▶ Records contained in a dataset
-------------------------

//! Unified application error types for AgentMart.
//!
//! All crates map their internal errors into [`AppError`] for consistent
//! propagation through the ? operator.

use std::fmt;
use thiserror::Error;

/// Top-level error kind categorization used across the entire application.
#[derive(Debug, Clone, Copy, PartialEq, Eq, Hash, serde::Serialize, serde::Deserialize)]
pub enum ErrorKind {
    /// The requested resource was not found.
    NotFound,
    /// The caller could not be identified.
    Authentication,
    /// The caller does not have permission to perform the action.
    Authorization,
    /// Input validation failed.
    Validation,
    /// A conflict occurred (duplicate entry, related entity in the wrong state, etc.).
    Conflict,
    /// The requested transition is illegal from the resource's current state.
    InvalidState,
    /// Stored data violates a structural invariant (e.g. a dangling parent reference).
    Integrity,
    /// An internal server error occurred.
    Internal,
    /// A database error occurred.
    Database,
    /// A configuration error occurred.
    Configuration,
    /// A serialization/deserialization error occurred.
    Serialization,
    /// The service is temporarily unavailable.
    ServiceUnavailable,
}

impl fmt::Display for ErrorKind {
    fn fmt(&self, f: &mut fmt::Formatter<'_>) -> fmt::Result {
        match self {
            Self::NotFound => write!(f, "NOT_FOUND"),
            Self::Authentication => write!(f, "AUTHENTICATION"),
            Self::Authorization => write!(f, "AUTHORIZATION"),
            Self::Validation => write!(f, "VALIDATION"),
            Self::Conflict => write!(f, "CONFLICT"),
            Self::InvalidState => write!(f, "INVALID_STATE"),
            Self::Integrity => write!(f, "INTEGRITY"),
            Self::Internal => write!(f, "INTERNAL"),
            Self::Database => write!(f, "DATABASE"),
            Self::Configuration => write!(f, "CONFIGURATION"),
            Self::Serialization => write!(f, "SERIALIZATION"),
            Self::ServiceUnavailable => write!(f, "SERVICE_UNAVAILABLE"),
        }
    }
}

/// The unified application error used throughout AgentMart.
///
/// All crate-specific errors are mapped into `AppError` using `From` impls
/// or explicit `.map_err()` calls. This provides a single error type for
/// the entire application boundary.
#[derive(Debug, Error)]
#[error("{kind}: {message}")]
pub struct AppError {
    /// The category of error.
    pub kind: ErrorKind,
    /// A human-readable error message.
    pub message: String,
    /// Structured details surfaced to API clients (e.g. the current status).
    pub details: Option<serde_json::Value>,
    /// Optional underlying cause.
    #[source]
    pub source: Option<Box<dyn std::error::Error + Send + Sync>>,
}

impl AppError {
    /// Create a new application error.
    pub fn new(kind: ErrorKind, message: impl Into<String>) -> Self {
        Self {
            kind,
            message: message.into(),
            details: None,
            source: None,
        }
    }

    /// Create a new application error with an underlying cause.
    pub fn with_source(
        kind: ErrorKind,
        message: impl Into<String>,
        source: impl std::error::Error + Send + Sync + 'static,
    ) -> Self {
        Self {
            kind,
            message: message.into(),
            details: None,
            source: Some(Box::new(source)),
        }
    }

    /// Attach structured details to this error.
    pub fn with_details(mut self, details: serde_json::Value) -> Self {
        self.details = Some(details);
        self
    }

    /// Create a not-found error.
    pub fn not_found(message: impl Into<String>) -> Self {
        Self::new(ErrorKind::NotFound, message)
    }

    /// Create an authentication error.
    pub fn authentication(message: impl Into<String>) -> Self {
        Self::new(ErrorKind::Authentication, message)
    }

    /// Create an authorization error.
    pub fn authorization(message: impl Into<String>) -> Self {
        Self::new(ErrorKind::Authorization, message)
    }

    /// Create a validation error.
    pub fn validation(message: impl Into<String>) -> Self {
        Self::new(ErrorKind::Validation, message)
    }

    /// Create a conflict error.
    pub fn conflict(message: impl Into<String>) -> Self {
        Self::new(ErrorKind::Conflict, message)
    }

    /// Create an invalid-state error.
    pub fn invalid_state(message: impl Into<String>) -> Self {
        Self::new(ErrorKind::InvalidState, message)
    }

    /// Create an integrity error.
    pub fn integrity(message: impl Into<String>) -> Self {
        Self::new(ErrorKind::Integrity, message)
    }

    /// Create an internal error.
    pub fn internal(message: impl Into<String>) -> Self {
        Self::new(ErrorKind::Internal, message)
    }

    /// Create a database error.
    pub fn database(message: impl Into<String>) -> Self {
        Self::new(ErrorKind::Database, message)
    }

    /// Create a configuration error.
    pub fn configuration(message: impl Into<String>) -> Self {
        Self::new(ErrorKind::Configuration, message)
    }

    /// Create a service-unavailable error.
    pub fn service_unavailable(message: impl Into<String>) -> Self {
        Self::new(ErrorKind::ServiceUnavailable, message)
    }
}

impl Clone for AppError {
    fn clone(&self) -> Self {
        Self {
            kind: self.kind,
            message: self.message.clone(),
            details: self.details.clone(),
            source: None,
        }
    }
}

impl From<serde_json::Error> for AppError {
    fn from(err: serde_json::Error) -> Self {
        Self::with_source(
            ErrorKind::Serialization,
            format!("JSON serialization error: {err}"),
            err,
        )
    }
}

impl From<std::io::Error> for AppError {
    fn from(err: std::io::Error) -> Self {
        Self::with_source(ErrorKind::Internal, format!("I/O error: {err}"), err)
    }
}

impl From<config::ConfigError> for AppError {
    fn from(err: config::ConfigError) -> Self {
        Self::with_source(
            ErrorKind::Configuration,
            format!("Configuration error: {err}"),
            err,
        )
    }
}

-------------------------

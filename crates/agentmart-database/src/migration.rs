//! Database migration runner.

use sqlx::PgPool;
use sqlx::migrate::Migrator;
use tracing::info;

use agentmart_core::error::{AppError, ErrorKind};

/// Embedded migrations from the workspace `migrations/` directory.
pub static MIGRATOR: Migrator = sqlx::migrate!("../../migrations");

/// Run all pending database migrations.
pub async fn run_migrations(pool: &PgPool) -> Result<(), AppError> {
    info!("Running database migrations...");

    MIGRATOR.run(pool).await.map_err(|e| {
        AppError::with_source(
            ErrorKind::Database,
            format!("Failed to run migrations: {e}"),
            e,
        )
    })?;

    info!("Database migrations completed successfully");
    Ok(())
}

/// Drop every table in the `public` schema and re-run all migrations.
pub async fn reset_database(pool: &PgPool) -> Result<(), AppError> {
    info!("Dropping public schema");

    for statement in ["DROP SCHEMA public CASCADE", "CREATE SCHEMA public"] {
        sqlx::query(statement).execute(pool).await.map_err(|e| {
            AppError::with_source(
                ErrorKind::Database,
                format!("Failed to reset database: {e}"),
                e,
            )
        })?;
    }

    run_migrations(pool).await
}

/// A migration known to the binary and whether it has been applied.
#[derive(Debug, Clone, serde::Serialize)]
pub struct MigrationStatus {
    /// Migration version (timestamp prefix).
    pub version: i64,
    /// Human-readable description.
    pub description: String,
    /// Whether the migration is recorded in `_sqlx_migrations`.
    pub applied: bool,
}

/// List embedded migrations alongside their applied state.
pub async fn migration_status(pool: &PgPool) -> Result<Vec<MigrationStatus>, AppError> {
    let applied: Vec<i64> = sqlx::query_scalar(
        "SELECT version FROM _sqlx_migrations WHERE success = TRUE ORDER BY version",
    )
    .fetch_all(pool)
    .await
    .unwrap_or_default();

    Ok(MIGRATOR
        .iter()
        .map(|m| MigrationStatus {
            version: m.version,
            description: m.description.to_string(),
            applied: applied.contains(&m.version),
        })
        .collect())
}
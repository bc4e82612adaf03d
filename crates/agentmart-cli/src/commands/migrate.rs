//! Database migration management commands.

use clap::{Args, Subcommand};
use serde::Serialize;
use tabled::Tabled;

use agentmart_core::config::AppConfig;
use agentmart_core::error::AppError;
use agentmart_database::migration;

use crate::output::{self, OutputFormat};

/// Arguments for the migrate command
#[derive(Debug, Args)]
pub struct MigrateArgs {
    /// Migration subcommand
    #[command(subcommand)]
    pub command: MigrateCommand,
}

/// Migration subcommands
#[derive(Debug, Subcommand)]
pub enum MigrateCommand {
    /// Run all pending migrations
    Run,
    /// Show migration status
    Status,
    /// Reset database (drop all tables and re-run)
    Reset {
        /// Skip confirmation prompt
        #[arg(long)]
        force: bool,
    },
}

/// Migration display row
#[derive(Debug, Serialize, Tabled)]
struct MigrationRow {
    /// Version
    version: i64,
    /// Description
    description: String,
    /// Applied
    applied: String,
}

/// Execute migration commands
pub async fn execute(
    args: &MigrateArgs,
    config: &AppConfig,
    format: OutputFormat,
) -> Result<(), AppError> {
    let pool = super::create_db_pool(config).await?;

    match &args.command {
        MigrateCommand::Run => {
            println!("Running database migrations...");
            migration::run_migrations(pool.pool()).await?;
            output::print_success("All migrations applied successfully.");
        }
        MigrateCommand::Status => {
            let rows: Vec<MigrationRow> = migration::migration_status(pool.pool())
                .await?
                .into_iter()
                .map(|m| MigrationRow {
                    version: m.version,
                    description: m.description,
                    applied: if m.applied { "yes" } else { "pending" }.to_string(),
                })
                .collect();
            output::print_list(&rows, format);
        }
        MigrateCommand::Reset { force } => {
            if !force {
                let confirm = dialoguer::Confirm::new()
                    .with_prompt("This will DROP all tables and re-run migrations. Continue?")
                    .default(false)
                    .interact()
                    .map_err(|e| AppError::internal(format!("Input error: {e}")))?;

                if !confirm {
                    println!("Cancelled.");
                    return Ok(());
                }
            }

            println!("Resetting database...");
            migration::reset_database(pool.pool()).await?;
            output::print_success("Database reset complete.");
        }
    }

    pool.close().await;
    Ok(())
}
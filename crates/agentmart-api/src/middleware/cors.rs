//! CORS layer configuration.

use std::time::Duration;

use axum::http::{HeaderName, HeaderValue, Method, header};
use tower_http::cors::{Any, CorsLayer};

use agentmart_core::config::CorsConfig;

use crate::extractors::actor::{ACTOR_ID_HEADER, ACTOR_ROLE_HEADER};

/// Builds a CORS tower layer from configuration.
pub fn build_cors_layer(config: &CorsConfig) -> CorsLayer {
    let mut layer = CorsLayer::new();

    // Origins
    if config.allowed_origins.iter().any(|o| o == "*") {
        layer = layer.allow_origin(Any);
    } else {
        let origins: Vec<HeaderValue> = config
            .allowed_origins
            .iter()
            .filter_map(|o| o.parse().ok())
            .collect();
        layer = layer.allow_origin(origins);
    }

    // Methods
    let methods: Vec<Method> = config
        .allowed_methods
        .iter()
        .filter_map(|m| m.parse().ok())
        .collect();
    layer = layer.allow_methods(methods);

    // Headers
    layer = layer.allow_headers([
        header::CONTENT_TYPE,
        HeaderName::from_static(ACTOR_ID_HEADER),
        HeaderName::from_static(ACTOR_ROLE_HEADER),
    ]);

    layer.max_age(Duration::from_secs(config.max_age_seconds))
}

-------------------------

▶ INSTRUCTIONS FOR THE TASK
From the records above, copy each line that contains the word "requested".

▶ EXERCISE RESULT
    /// The requested resource was not found.
    /// The requested transition is illegal from the resource's current state.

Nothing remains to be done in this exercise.